The controversy was less about the lack of gaming from the streamers, but more about keeping the rules consistent. “Most involved in the community welcome IRL, and now wrestling content. It brings eyes to Twitch that might not have otherwise heard of the site. As long as the streamer is obeying the rules, adding variety doesn’t hurt. I think a lot of the controversy comes from streamers who might not be the most rule-abiding users are making more and more money off of the site, while other users are getting banned for accidentally breaking a rule that they might not have known they were violating.”

With an interactive, supportive community and earning more money based on the quality of your product, Twitch makes sense for many promotions. Especially as YouTube looks to be ending paid subscription channels. If your product is of high enough quality, Twitch can be a lucrative option for promotions on the rise.

Twitch may be moving up the ranks, but they are still well behind YouTube in terms of reach. If there is an audience for your product, you’ll find it on YouTube. From Grimm and Duhop, two of many pages dedicated to action figures and toys, to WhatCulture Wrestling and Cultaholic, two pages dedicated to providing you with wrestling news, you can find any tone you are looking for. Wrestling With Wregret (hosted by Brian Zane, a wrestler and manager on the indie scene) and Dave Knows Wrestling both provide solid wrestling commentary on both current and older stories.

When wrestling fans think of wrestling related YouTube content, one of the pages that most likely come to mind is Being The Elite. The Young Bucks and Kenny Omega initially started Being The Elite as a road diary of sorts. The three started to make skits and sketches that fans seemed to enjoy. As the trio started to make more and more skits, they started to recruit other talent.

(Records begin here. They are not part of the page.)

//! Fan-out/fan-in of two-stage pipelines.

mod coordinator;
mod integration_tests;
mod report;

pub use coordinator::FanOutCoordinator;
pub use report::FanOutReport;
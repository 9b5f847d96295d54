//! Simulated remote calls.
//!
//! A pipeline is built from two seams: a [`WorkSource`] producing an
//! [`Amount`], and a [`DependentWork`] that turns that amount into a
//! [`ProductQuery`]. The bundled simulators stand in for a web service and a
//! parameterized database query by sleeping for a random latency.

mod dependent;
mod work;

pub use dependent::DependentWorkSimulator;
pub use work::WorkSimulator;

use crate::errors::StageError;
use async_trait::async_trait;
use rand::Rng;
use serde::{Deserialize, Serialize};

/// Call identifier used by the zero-argument call form.
pub const DEFAULT_CALL_ID: u32 = 1;

/// Exclusive upper bound, in cents, of a simulated amount.
pub const MAX_AMOUNT_CENTS: u32 = 10_000;

/// A monetary quantity with two decimal places, held as whole cents.
#[derive(Debug, Clone, Copy, PartialEq, Eq, PartialOrd, Ord, Hash, Default, Serialize, Deserialize)]
#[serde(transparent)]
pub struct Amount(u32);

impl Amount {
    /// Creates an amount from whole cents.
    #[must_use]
    pub const fn from_cents(cents: u32) -> Self {
        Self(cents)
    }

    /// Returns the amount in whole cents.
    #[must_use]
    pub const fn cents(self) -> u32 {
        self.0
    }

    /// Returns the amount in dollars.
    #[must_use]
    pub fn dollars(self) -> f64 {
        f64::from(self.0) / 100.0
    }

    /// Draws a random amount in `[0.00, 100.00)`.
    #[must_use]
    pub fn random<R: Rng + ?Sized>(rng: &mut R) -> Self {
        Self(rng.gen_range(0..MAX_AMOUNT_CENTS))
    }
}

impl std::fmt::Display for Amount {
    fn fmt(&self, f: &mut std::fmt::Formatter<'_>) -> std::fmt::Result {
        write!(f, "${}.{:02}", self.0 / 100, self.0 % 100)
    }
}

/// Result of a dependent query: how many products cost more than a threshold.
#[derive(Debug, Clone, PartialEq, Eq, Serialize, Deserialize)]
pub struct ProductQuery {
    /// Identifier of the call that produced this result.
    pub call_id: u32,
    /// Number of matching products.
    pub count: u32,
    /// The amount the query was parameterized by.
    pub threshold: Amount,
}

impl ProductQuery {
    /// Creates a new query result.
    #[must_use]
    pub const fn new(call_id: u32, count: u32, threshold: Amount) -> Self {
        Self {
            call_id,
            count,
            threshold,
        }
    }
}

impl std::fmt::Display for ProductQuery {
    fn fmt(&self, f: &mut std::fmt::Formatter<'_>) -> std::fmt::Result {
        write!(f, "{} products cost more than {}.", self.count, self.threshold)
    }
}

/// The first stage of a pipeline.
#[cfg_attr(test, mockall::automock)]
#[async_trait]
pub trait WorkSource: Send + Sync {
    /// Performs the call identified by `call_id`.
    ///
    /// The identifier is informational; it must not change the result
    /// distribution.
    async fn fetch(&self, call_id: u32) -> Result<Amount, StageError>;

    /// Performs the call with the default identifier.
    async fn fetch_default(&self) -> Result<Amount, StageError> {
        self.fetch(DEFAULT_CALL_ID).await
    }
}

/// The second stage of a pipeline, parameterized by the first stage's result.
#[cfg_attr(test, mockall::automock)]
#[async_trait]
pub trait DependentWork: Send + Sync {
    /// Runs the dependent call for `call_id` using `amount`.
    async fn query(&self, call_id: u32, amount: Amount) -> Result<ProductQuery, StageError>;
}
//! Two-stage pipeline execution.

use super::{PipelineIndex, PipelineOutcome};
use crate::config::SimulatorConfig;
use crate::errors::PipelineFailure;
use crate::simulators::{DependentWork, DependentWorkSimulator, ProductQuery, WorkSimulator, WorkSource};
use std::sync::Arc;
use tokio::time::Instant;
use tracing::{debug, info_span, warn, Instrument};

/// How stage one is invoked.
///
/// Both styles produce the same result distribution; they differ only in
/// whether the call identifier is passed explicitly.
#[derive(Debug, Clone, Copy, PartialEq, Eq, Hash, Default)]
pub enum CallStyle {
    /// Zero-argument form using the default call identifier.
    Default,
    /// Explicit form passing the pipeline index as the call identifier.
    #[default]
    Explicit,
}

impl CallStyle {
    /// The style a fan-out uses for `index`: the first pipeline uses the
    /// default form, the rest pass their index.
    #[must_use]
    pub fn for_index(index: PipelineIndex) -> Self {
        if index == PipelineIndex::FIRST {
            Self::Default
        } else {
            Self::Explicit
        }
    }
}

/// Runs stage one, then stage two with stage one's result.
#[derive(Clone)]
pub struct PipelineRunner {
    source: Arc<dyn WorkSource>,
    dependent: Arc<dyn DependentWork>,
}

impl PipelineRunner {
    /// Creates a runner from the two stages.
    pub fn new(source: Arc<dyn WorkSource>, dependent: Arc<dyn DependentWork>) -> Self {
        Self { source, dependent }
    }

    /// Creates a runner backed by the random-latency simulators.
    #[must_use]
    pub fn simulated(config: &SimulatorConfig) -> Self {
        Self::new(
            Arc::new(WorkSimulator::new(config.stage_one)),
            Arc::new(DependentWorkSimulator::new(config.clone())),
        )
    }

    /// Runs one pipeline to completion.
    ///
    /// Stage two is only started once stage one has produced its result, and
    /// it receives exactly that result. If stage one fails, stage two never
    /// runs.
    pub async fn run(
        &self,
        index: PipelineIndex,
        style: CallStyle,
    ) -> Result<ProductQuery, PipelineFailure> {
        let call_id = index.get();

        let amount = match style {
            CallStyle::Default => self.source.fetch_default().await,
            CallStyle::Explicit => self.source.fetch(call_id).await,
        }
        .map_err(|e| PipelineFailure::new(index, e))?;

        debug!(%amount, "Stage one complete, starting stage two");

        self.dependent
            .query(call_id, amount)
            .await
            .map_err(|e| PipelineFailure::new(index, e))
    }

    /// Runs one pipeline inside its own span and records its duration.
    pub async fn run_outcome(&self, index: PipelineIndex, style: CallStyle) -> PipelineOutcome {
        let span = info_span!("pipeline", index = index.get(), ?style);

        async {
            let start = Instant::now();
            let result = self.run(index, style).await;
            let duration = start.elapsed();

            match result {
                Ok(query) => {
                    debug!(?duration, "Pipeline complete");
                    PipelineOutcome::success(index, query, duration)
                }
                Err(failure) => {
                    warn!(error = %failure, ?duration, "Pipeline failed");
                    PipelineOutcome::failure(failure, duration)
                }
            }
        }
        .instrument(span)
        .await
    }
}

impl std::fmt::Debug for PipelineRunner {
    fn fmt(&self, f: &mut std::fmt::Formatter<'_>) -> std::fmt::Result {
        f.debug_struct("PipelineRunner").finish_non_exhaustive()
    }
}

Adam Cole was one of the first recurring characters. His removal from the Bullet Club, as well as Marty Scurll‘s admission into the faction, were both built predominantly through Being The Elite. After killing Adam Cole’s character off, the Cody and Hangman Page joined the crew. Today, Scurll, Omega, The Bucks, Cody, and Page are the hottest acts outside of the WWE. Surely they are all great in the ring, but the extra time they get to spend showing off some character no doubt helps The Elite find the level of success they see today.

There’s also the in-house streaming service model. The WWE Network and NJPW World, most wrestling fans are familiar with. The HighSpots Wrestling Network let’s you view indies from all over North America and Europe in one convenient location. CZWProgressChaotic, Chikara, and plenty of other promotions have their own subscription services. A quick Google search can get you set up watching your favorite local promotion. What’s more, you can find a promotion across the globe to follow.

The world is becoming smaller, faster, and more connected than ever before. With so much knowledge and access, fans want more of both. The way wrestlers and promotions use social media shapes the fan experience. With enough savvy, determination, and hustle, it has never been more feasible to become a self-made wrestling superstar.